在python中读取和复制特定的文本块

时间:2017-04-15 20:38:50

标签: python regex file-io

我在SO上看过几个类似的问题(复制触发线或确定大小的块),但它们并不适合我想要做的事情。我有一个非常大的文本文件(Valgrind的输出),我只想减少我需要的部分。

文件的结构如下:它们是以包含字符串'in loss record'的标题行开头的行块。我想只触发那些也包含字符串'definitely lost'的标题行,然后复制下面的所有行,直到达到另一个标题行(此时重复决策过程)。

如何在Python中实现这样的选择和复制脚本?

这是我到目前为止所尝试的内容。它有效,但我不认为这是最有效(或pythonic)的方式,因此我希望看到更快的方法,因为我正在使用的文件通常非常大。 (对于290M文件,此方法需要1.8秒)

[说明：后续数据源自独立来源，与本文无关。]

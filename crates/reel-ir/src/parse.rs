//! SMIL attribute parsing.
//!
//! Turns the string attributes of `<animate>` records into validated
//! [`AnimationDirective`]s. Every malformed input is reported here, at load
//! time, as a [`ReelError::Parse`]; nothing downstream re-checks it.

use reel_core::{Duration, ReelError, ReelResult};

use crate::animation::{
    AnimationDirective, CalcMode, DirectiveSpec, FillMode, KeySpline, RepeatCount,
};
use crate::document::{AnimationDocument, RawAnimation};
use crate::validate::ensure_valid;
use crate::value::AttributeValue;

/// Parse a document from JSON and check its structure.
pub fn load_document(json: &str) -> ReelResult<AnimationDocument> {
    let document: AnimationDocument = serde_json::from_str(json)?;
    ensure_valid(&document)?;
    Ok(document)
}

/// Compile every animation of `document`, in document order.
pub fn compile_animations(document: &AnimationDocument) -> ReelResult<Vec<AnimationDirective>> {
    document
        .animations
        .iter()
        .map(|raw| compile_animation(document, raw))
        .collect()
}

fn compile_animation(
    document: &AnimationDocument,
    raw: &RawAnimation,
) -> ReelResult<AnimationDirective> {
    let label = raw.label();
    let err = |message: String| ReelError::parse(message, label.clone());

    let target = document
        .find(&raw.target)
        .ok_or_else(|| err(format!("unknown target element '{}'", raw.target)))?;

    let values = parse_values(&raw.values)
        .into_iter()
        .map(|v| AttributeValue::parse(&raw.attribute_name, v))
        .collect::<Vec<_>>();

    let duration = parse_clock_value(&raw.dur).map_err(&err)?;

    let repeat_count = match raw.repeat_count.as_deref() {
        Some(text) => parse_repeat_count(text).map_err(&err)?,
        None => RepeatCount::default(),
    };

    let calc_mode = match raw.calc_mode.as_deref() {
        Some(text) => parse_calc_mode(text).map_err(&err)?,
        None => CalcMode::Linear,
    };

    let fill_mode = match raw.fill.as_deref() {
        Some(text) => parse_fill(text).map_err(&err)?,
        None => FillMode::default(),
    };

    // Normalize the document's static value through the same parser so a
    // painted "red" becomes a color that can blend with animated colors.
    let base = target
        .attribute(&raw.attribute_name)
        .map(|v| match v {
            AttributeValue::Text(text) => AttributeValue::parse(&raw.attribute_name, text),
            other => other.clone(),
        });

    let mut spec = DirectiveSpec::new(&raw.target, &raw.attribute_name, values, duration)
        .repeat(repeat_count)
        .calc_mode(calc_mode)
        .fill(fill_mode);
    if let Some(text) = raw.key_times.as_deref() {
        spec = spec.key_times(parse_key_times(text).map_err(&err)?);
    }
    if let Some(text) = raw.key_splines.as_deref() {
        spec = spec.key_splines(parse_key_splines(text).map_err(&err)?);
    }
    if let Some(base) = base {
        spec = spec.base(base);
    }
    spec.build()
}

/// Split a `values` list on `;`, trimming entries and dropping empty ones.
pub fn parse_values(text: &str) -> Vec<&str> {
    text.split(';')
        .map(str::trim)
        .filter(|v| !v.is_empty())
        .collect()
}

/// Parse a SMIL clock value: `500ms`, `2s`, `1.5min`, `1h`, a bare number
/// of seconds, or a full/partial clock `hh:mm:ss(.fff)` / `mm:ss(.fff)`.
pub fn parse_clock_value(text: &str) -> Result<Duration, String> {
    let text = text.trim();
    if text.is_empty() {
        return Err("missing duration".into());
    }

    if text.contains(':') {
        let parts = text
            .split(':')
            .map(|p| p.trim().parse::<f64>())
            .collect::<Result<Vec<_>, _>>()
            .map_err(|_| format!("invalid clock value '{}'", text))?;
        let seconds = match parts.as_slice() {
            [m, s] => m * 60.0 + s,
            [h, m, s] => h * 3600.0 + m * 60.0 + s,
            _ => return Err(format!("invalid clock value '{}'", text)),
        };
        return positive(seconds, text);
    }

    // Longest suffixes first so "ms" and "min" are not read as "s".
    let (number, scale) = if let Some(n) = text.strip_suffix("ms") {
        (n, 0.001)
    } else if let Some(n) = text.strip_suffix("min") {
        (n, 60.0)
    } else if let Some(n) = text.strip_suffix('h') {
        (n, 3600.0)
    } else if let Some(n) = text.strip_suffix('s') {
        (n, 1.0)
    } else {
        (text, 1.0)
    };

    let value = number
        .trim()
        .parse::<f64>()
        .map_err(|_| format!("invalid duration '{}'", text))?;
    positive(value * scale, text)
}

fn positive(seconds: f64, text: &str) -> Result<Duration, String> {
    if seconds > 0.0 && seconds.is_finite() {
        Ok(Duration::from_seconds(seconds))
    } else {
        Err(format!("duration must be positive, got '{}'", text))
    }
}

pub fn parse_repeat_count(text: &str) -> Result<RepeatCount, String> {
    let text = text.trim();
    if text.eq_ignore_ascii_case("indefinite") {
        return Ok(RepeatCount::Indefinite);
    }
    match text.parse::<f64>() {
        Ok(n) if n > 0.0 && n.is_finite() => Ok(RepeatCount::Finite(n)),
        _ => Err(format!("invalid repeatCount '{}'", text)),
    }
}

/// `paced` needs path-length information the player does not model; it
/// evaluates as `linear`.
pub fn parse_calc_mode(text: &str) -> Result<CalcMode, String> {
    match text.trim() {
        "discrete" => Ok(CalcMode::Discrete),
        "linear" => Ok(CalcMode::Linear),
        "spline" => Ok(CalcMode::Spline),
        "paced" => {
            tracing::debug!("calcMode=paced evaluated as linear");
            Ok(CalcMode::Linear)
        }
        other => Err(format!("invalid calcMode '{}'", other)),
    }
}

pub fn parse_fill(text: &str) -> Result<FillMode, String> {
    match text.trim() {
        "freeze" | "hold" => Ok(FillMode::Hold),
        "remove" | "revert" => Ok(FillMode::Revert),
        other => Err(format!("invalid fill '{}'", other)),
    }
}

pub fn parse_key_times(text: &str) -> Result<Vec<f64>, String> {
    parse_values(text)
        .into_iter()
        .map(|v| {
            v.parse::<f64>()
                .map_err(|_| format!("invalid key time '{}'", v))
        })
        .collect()
}

/// Groups of four control values separated by `;`, with the values inside
/// a group separated by spaces and/or commas.
pub fn parse_key_splines(text: &str) -> Result<Vec<KeySpline>, String> {
    parse_values(text)
        .into_iter()
        .map(|group| {
            let numbers = group
                .split(|c: char| c == ',' || c.is_whitespace())
                .filter(|p| !p.is_empty())
                .map(|p| p.parse::<f64>())
                .collect::<Result<Vec<_>, _>>()
                .map_err(|_| format!("invalid key spline '{}'", group))?;
            match numbers.as_slice() {
                [x1, y1, x2, y2] => Ok(KeySpline::new(*x1, *y1, *x2, *y2)),
                _ => Err(format!(
                    "key spline '{}' needs 4 values, got {}",
                    group,
                    numbers.len()
                )),
            }
        })
        .collect()
}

with open("in_file.txt","r") as fin:
with open("out_file.txt","w") as fout:                                                                                                                                     
    lines = fin.read().split("\n")
    i=0
    while i<len(lines):
        if "blocks are definitely lost in loss record" in lines[i]:
            fout.write(lines[i].rstrip()+"\n")
            i+=1
            while i<len(lines) and "loss record" not in lines[i]:
                fout.write(lines[i].rstrip()+"\n")
                i+=1
        i+=1

2 个答案:

答案 0 :(得分:2)

您可以尝试使用正则表达式并使用mmap

类似于:

import re, mmap

# create a regex that will define each block of text you want here:
pat=re.compile(r'^([^\n]*?blocks are definitely lost in loss record.*?loss record)', re.S | re.M)
with open(fn, 'r+b') as f:
    mm = mmap.mmap(f.fileno(), 0)
    for i, m in enumerate(pat.finditer(mm)):
        # m is a block that you want.
        print m.group(1)

鉴于你没有输入的例子,那个正则表达式肯定不起作用 - 但是你明白了。

使用mmap整个文件被视为一个字符串,但不一定都在内存中,因此可以搜索大文件,并以这种方式选择它的块。

如果您的文件适合内存,您可以直接读取文件并使用正则表达式(伪Python):

with open(fn) as fo: 
    pat=re.compile(r'^([^\n]*?blocks are definitely lost in loss record.*?loss record)', re.S | re.M)
    for i, block in pat.finditer(of.read()):
         # deal with each block

如果您想要逐行非正则表达式方法,请逐行读取文件(假设它是\n分隔的文本文件):

 with open(fn) as fo: 
     for line in fo: 
         # deal with each line here 

         # DON'T do something like string=fo.read() and 
         # then iterate over the lines of the string please...
         # unless you need random access to the lines out of order

答案 1 :(得分:0)

另一种方法是使用groupby来标识标题行并设置将写入或忽略后续行的函数。然后,您可以逐行迭代文件并减少内存占用。

import itertools

def megs(val):
    return val * (2**20)

def ignorelines(lines):
    for line in lines:
        pass

# assuming ascii or utf-8 you save a small amount of processing by avoiding decode/encode
# and a few fewer trips to the disk with larger buffers
with    open('test.log', 'rb', buffering=megs(4)) as infile,\
        open('out.log', 'wb', buffering=megs(4)) as outfile:
    dump_fctn = ignorelines # ignore lines til we see a good header
    # group by header or contained lines
    for is_hdr, block in itertools.groupby(infile, lambda x: b'in loss record' in x):
        if is_hdr:
            for hdr in block:
                if b'definitely lost' in hdr:
                    outfile.write(hdr)
                    dump_fctn = outfile.writelines
                else:
                    dump_fctn = ignorelines
        else:
            # either writelines or ignorelines, depending on last header seen
            dump_fctn(block)

print(open('out.log').read())